Data supplied section start

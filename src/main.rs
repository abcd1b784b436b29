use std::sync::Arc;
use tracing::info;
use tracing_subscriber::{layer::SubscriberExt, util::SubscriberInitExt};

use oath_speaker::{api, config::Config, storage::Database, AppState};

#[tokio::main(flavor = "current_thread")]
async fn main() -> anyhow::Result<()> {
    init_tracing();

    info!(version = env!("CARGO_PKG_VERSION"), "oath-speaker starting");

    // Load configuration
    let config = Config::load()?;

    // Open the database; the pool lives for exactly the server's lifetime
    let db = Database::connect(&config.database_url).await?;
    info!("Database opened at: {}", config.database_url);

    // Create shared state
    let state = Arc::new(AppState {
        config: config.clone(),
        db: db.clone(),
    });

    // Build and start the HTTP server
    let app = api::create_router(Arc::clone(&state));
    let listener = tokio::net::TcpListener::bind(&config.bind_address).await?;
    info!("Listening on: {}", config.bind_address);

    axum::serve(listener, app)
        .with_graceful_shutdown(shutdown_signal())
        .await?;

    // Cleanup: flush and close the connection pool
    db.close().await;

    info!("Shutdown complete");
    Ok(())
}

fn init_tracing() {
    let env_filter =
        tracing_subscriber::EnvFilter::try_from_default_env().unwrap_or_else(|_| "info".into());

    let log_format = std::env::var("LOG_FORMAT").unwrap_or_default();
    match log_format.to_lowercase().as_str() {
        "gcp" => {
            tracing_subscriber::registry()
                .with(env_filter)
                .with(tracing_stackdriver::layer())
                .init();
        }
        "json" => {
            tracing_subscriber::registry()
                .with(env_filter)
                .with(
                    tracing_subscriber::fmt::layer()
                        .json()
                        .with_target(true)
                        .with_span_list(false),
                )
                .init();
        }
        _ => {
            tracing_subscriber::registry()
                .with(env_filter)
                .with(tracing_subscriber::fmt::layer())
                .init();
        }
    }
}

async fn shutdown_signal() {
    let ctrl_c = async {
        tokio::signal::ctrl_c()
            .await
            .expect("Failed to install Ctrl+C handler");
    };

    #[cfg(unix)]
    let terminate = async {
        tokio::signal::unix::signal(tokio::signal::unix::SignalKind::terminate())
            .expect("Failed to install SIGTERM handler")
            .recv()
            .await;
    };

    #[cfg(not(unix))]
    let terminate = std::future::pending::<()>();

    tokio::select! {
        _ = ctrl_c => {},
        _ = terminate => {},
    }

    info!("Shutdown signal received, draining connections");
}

Data supplied section end
Data supplied section start

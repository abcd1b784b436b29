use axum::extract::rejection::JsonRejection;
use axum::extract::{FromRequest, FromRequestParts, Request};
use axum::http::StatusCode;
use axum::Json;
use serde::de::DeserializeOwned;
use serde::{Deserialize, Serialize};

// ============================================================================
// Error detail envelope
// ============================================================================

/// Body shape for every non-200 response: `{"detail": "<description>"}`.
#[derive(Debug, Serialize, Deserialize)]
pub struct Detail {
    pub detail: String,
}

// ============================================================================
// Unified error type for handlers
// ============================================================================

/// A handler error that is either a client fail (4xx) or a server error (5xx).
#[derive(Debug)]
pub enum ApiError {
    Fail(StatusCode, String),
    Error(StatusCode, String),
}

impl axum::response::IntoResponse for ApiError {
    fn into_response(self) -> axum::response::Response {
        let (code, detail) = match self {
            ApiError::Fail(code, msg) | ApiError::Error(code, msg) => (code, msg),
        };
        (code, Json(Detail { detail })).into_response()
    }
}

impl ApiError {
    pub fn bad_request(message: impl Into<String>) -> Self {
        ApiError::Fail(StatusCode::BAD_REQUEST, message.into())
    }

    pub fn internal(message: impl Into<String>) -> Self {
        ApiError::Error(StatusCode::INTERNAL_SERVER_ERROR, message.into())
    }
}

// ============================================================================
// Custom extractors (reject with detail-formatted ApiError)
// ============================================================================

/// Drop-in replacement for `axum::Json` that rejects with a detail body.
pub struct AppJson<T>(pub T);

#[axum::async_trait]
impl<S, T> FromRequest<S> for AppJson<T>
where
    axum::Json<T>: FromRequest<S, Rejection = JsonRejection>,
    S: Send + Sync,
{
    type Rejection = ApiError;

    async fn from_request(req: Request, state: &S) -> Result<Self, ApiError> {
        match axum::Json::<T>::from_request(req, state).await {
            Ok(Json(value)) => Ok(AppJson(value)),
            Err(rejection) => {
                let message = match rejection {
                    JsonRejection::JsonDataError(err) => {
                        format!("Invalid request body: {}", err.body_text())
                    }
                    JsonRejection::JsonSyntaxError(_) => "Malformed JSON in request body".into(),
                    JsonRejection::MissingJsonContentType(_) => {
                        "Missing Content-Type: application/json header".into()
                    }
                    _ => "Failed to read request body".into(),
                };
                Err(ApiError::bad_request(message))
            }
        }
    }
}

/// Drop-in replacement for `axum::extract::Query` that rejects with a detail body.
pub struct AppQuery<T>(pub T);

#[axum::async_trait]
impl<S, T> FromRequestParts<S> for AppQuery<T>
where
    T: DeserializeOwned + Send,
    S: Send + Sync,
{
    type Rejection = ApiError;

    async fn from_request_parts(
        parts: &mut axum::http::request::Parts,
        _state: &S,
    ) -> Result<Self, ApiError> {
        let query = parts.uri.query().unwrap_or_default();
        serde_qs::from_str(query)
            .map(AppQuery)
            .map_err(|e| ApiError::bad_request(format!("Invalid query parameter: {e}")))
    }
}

Data supplied section end

Would you print exactly and only the lines of the material above that run from the line with "let state = Arc::new(AppState" through the line with "let app = api::create_router(Arc::clone(&state));", both included?

    let state = Arc::new(AppState {
        config: config.clone(),
        db: db.clone(),
    });

    // Build and start the HTTP server
    let app = api::create_router(Arc::clone(&state));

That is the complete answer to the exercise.